Advice on the unwriterly and unpublishable life:
- No one, without exception, is intelligent enough to claim truthfulness which is necessary to pass judgement on their own writings.
- Do not doubt or compromise. Instead, you must master the political method of insulting people. This is useful for keeping people at a safe distance and given the pandemic you are better alone than dead.
- Anyone who feels he is your ally or kindred spirit is not basing this feeling on mutuality.
- Hold constant purges of your literary clique. You have no use for proto-extremist leftists or passive admirers of your unwriterly and unpublishable cult personality.
- Your association of radical intellectuals can always get smaller. Be proud of being few.
- When asked how your group of radical intellectuals work, present a thesis, which you will constantly refer to as the yet-to-be-published-thesis or the “Manhattan Project”.

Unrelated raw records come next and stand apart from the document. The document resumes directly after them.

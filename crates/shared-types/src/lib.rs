pub mod types;

pub use types::{AnalyzeRequest, AnalyzeResponse, PhraseVerdict};
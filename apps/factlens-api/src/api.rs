//! API handlers for the factlens backend
//!
//! Provides REST endpoints for:
//! - Page-content analysis (model flagging + search augmentation)
//! - Health checking

use axum::{extract::State, Json};
use serde::Serialize;
use tracing::{debug, info};

use shared_types::{AnalyzeRequest, AnalyzeResponse};

use crate::error::ServerError;
use crate::AppState;

/// How many search result links each flagged phrase receives.
pub const SOURCE_LINK_LIMIT: usize = 3;

/// Health check response
#[derive(Serialize)]
pub struct HealthResponse {
    pub status: &'static str,
    pub service: &'static str,
    pub version: &'static str,
}

/// Handler: GET /health
pub async fn handle_health() -> Json<HealthResponse> {
    Json(HealthResponse {
        status: "healthy",
        service: "factlens-api",
        version: env!("CARGO_PKG_VERSION"),
    })
}

/// Handler: POST /analyze
///
/// Takes the browser agent's content delta, asks the model for suspicious
/// phrases, then augments each phrase with search result links. The `links`
/// field of the request is accepted for the wire contract but not analyzed.
pub async fn handle_analyze(
    State(state): State<AppState>,
    Json(request): Json<AnalyzeRequest>,
) -> Result<Json<AnalyzeResponse>, ServerError> {
    if request.content.trim().is_empty() {
        return Err(ServerError::InvalidRequest(
            "No content provided".to_string(),
        ));
    }

    info!(
        content_bytes = request.content.len(),
        links = request.links.len(),
        "analyze request"
    );

    let mut phrases = state.model.flag_suspicious(&request.content).await?;

    for verdict in &mut phrases {
        verdict.sources = state
            .search
            .source_links(&verdict.phrase, SOURCE_LINK_LIMIT)
            .await;
    }

    debug!(flagged = phrases.len(), "analysis complete");

    Ok(Json(AnalyzeResponse {
        suspicious_phrases: phrases,
    }))
}

#[cfg(test)]
mod tests {
    use super::*;

    #[tokio::test]
    async fn test_health_endpoint() {
        let response = handle_health().await;
        assert_eq!(response.status, "healthy");
        assert_eq!(response.service, "factlens-api");
    }
}
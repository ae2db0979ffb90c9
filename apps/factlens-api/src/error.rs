//! Error types for the factlens backend

use axum::{
    http::StatusCode,
    response::{IntoResponse, Response},
    Json,
};
use serde::Serialize;
use thiserror::Error;

use crate::model::ModelError;

/// Server error types
#[derive(Error, Debug)]
pub enum ServerError {
    #[error("Invalid request: {0}")]
    InvalidRequest(String),

    #[error("Upstream failure: {0}")]
    Upstream(String),

    #[error("Internal error: {0}")]
    Internal(String),

    #[error("Rate limit exceeded")]
    #[allow(dead_code)] // Surfaced by the governor layer, kept for parity
    RateLimitExceeded,
}

/// Error response body
#[derive(Serialize)]
struct ErrorResponse {
    success: bool,
    error: String,
    code: String,
}

impl IntoResponse for ServerError {
    fn into_response(self) -> Response {
        let (status, code, message) = match &self {
            ServerError::InvalidRequest(msg) => {
                (StatusCode::BAD_REQUEST, "INVALID_REQUEST", msg.clone())
            }
            ServerError::Upstream(msg) => {
                (StatusCode::BAD_GATEWAY, "UPSTREAM_ERROR", msg.clone())
            }
            ServerError::Internal(msg) => (
                StatusCode::INTERNAL_SERVER_ERROR,
                "INTERNAL_ERROR",
                msg.clone(),
            ),
            ServerError::RateLimitExceeded => (
                StatusCode::TOO_MANY_REQUESTS,
                "RATE_LIMIT_EXCEEDED",
                "Too many requests, please slow down".to_string(),
            ),
        };

        let body = ErrorResponse {
            success: false,
            error: message,
            code: code.to_string(),
        };

        (status, Json(body)).into_response()
    }
}

impl From<ModelError> for ServerError {
    fn from(err: ModelError) -> Self {
        ServerError::Upstream(err.to_string())
    }
}
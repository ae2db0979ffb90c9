//! Web-search augmentation for flagged phrases.
//!
//! Queries Serper for each flagged phrase and attaches the top organic
//! result links as sources. Search is best-effort: any failure (missing key,
//! transport error, bad status, unparseable body) degrades to an empty
//! source list and never fails the analysis request.

use serde::{Deserialize, Serialize};
use tracing::warn;

const DEFAULT_API_URL: &str = "https://google.serper.dev/search";

/// Serper search client
pub struct SearchClient {
    client: reqwest::Client,
    api_key: Option<String>,
    api_url: String,
}

#[derive(Debug, Serialize)]
struct SearchQuery<'a> {
    q: &'a str,
}

#[derive(Debug, Deserialize)]
struct SearchResponse {
    #[serde(default)]
    organic: Vec<OrganicResult>,
}

#[derive(Debug, Deserialize)]
struct OrganicResult {
    link: String,
}

impl SearchClient {
    pub fn new(api_key: Option<String>) -> Self {
        Self::with_url(api_key, DEFAULT_API_URL.to_string())
    }

    /// Create a client against a custom endpoint (for tests).
    pub fn with_url(api_key: Option<String>, api_url: String) -> Self {
        Self {
            client: reqwest::Client::new(),
            api_key,
            api_url,
        }
    }

    /// Top `limit` organic result links for `query`.
    pub async fn source_links(&self, query: &str, limit: usize) -> Vec<String> {
        let Some(api_key) = self.api_key.as_deref() else {
            return Vec::new();
        };

        match self.request(api_key, query).await {
            Ok(links) => links.into_iter().take(limit).collect(),
            Err(err) => {
                warn!(error = %err, query, "search lookup failed");
                Vec::new()
            }
        }
    }

    async fn request(&self, api_key: &str, query: &str) -> Result<Vec<String>, reqwest::Error> {
        let response = self
            .client
            .post(&self.api_url)
            .header("X-API-KEY", api_key)
            .header("Content-Type", "application/json")
            .json(&SearchQuery { q: query })
            .send()
            .await?
            .error_for_status()?;

        let parsed: SearchResponse = response.json().await?;
        Ok(parsed.organic.into_iter().map(|result| result.link).collect())
    }
}

#[cfg(test)]
mod tests {
    use super::*;

    #[tokio::test]
    async fn test_missing_api_key_yields_no_sources() {
        let client = SearchClient::new(None);
        let links = client.source_links("earth is flat", 3).await;
        assert!(links.is_empty());
    }

    #[test]
    fn test_response_tolerates_missing_organic_field() {
        let parsed: SearchResponse = serde_json::from_str("{}").unwrap();
        assert!(parsed.organic.is_empty());
    }
}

- When asked what it is about, say “Basically, these are deliberately kept secret conclusions from a theoretical and strategic discussion that governs the entire procedure.” No further explanation.
- Ask the person asking to keep it-off-the-record even if he is not recording. Before he goes, tell him “This discussion never took place.”
- Meet interviewers in a bar which you will randomly select via a game of darts or roulette.
- The simplest summary of rich and complex conclusions can be reduced to one sentence:
“We must, now, make philosophy a reality.”Even this sentence should never be written down. - In other words: A handful of left-wing bohemians go on a drinking spree, think up an allusion to the young Karl Marx and, for reasons of formal radicalism, declare it necessary not to put anything in writing.
- Make a daily habit of fooling a Stalinist you are a Trotskyite and a Trotskyite you are a Stalinist.
- Be disciplined in your political and theoretical work. Always devote a good part of your writing in assessing political situations in the Global South. At the first instance: stop writing and intervene.
- What slogans and demands? In which form? Debord once said of his Situationist International: “What we did was bring oil to where there was fire.”Always attempt to stir up unrest.
- Rare and fleeting moments is the mark of a successful endeavor.
- Instead of writing a book, why don’t you make a film based on the perpetually yet-to-be-published-book?
- Regardless of the result, report the book to be better than the film.
- Stalinist never cared for the working class!
- Why is everyone suddenly a filmmaker or a DJ?
- Read Carl von Clausewitz, the Prussian military theorist. BUT never quote and recommend to friends for reading.
- Instead of publishing a book, why not develop a complex board game. One that is without winners or losers.
- Revolutionary hope will leave traces in the twilight of your years. Beware of the pessimistic cultural criticism that takes hold.
- In 1985, when Debord criticized the “immigrant question” and spoke of “cultural differences”, he wrote: “Which cultures? There is none left. Do not talk about those absent. If you look for a moment in the face of truth and obviousness, there is only the global, spectacular (American) decline of all culture.”
- Along with unpublishing a book, think of avoiding New York, the center of the world’s cultural life, as much as possible. It is better to go to the boondocks or become an exile.
- Whatever you do, you will always be marked by surviving COVID-19 and Donald Trump and the last four years. The worst is yet to come. And what is about to come will be the epoch of extreme and general stupidity and dulling if it isn’t already here.
- Check the boondocks and town of your exile for a listing of shrinks and therapists. Suicide is always “on the table”.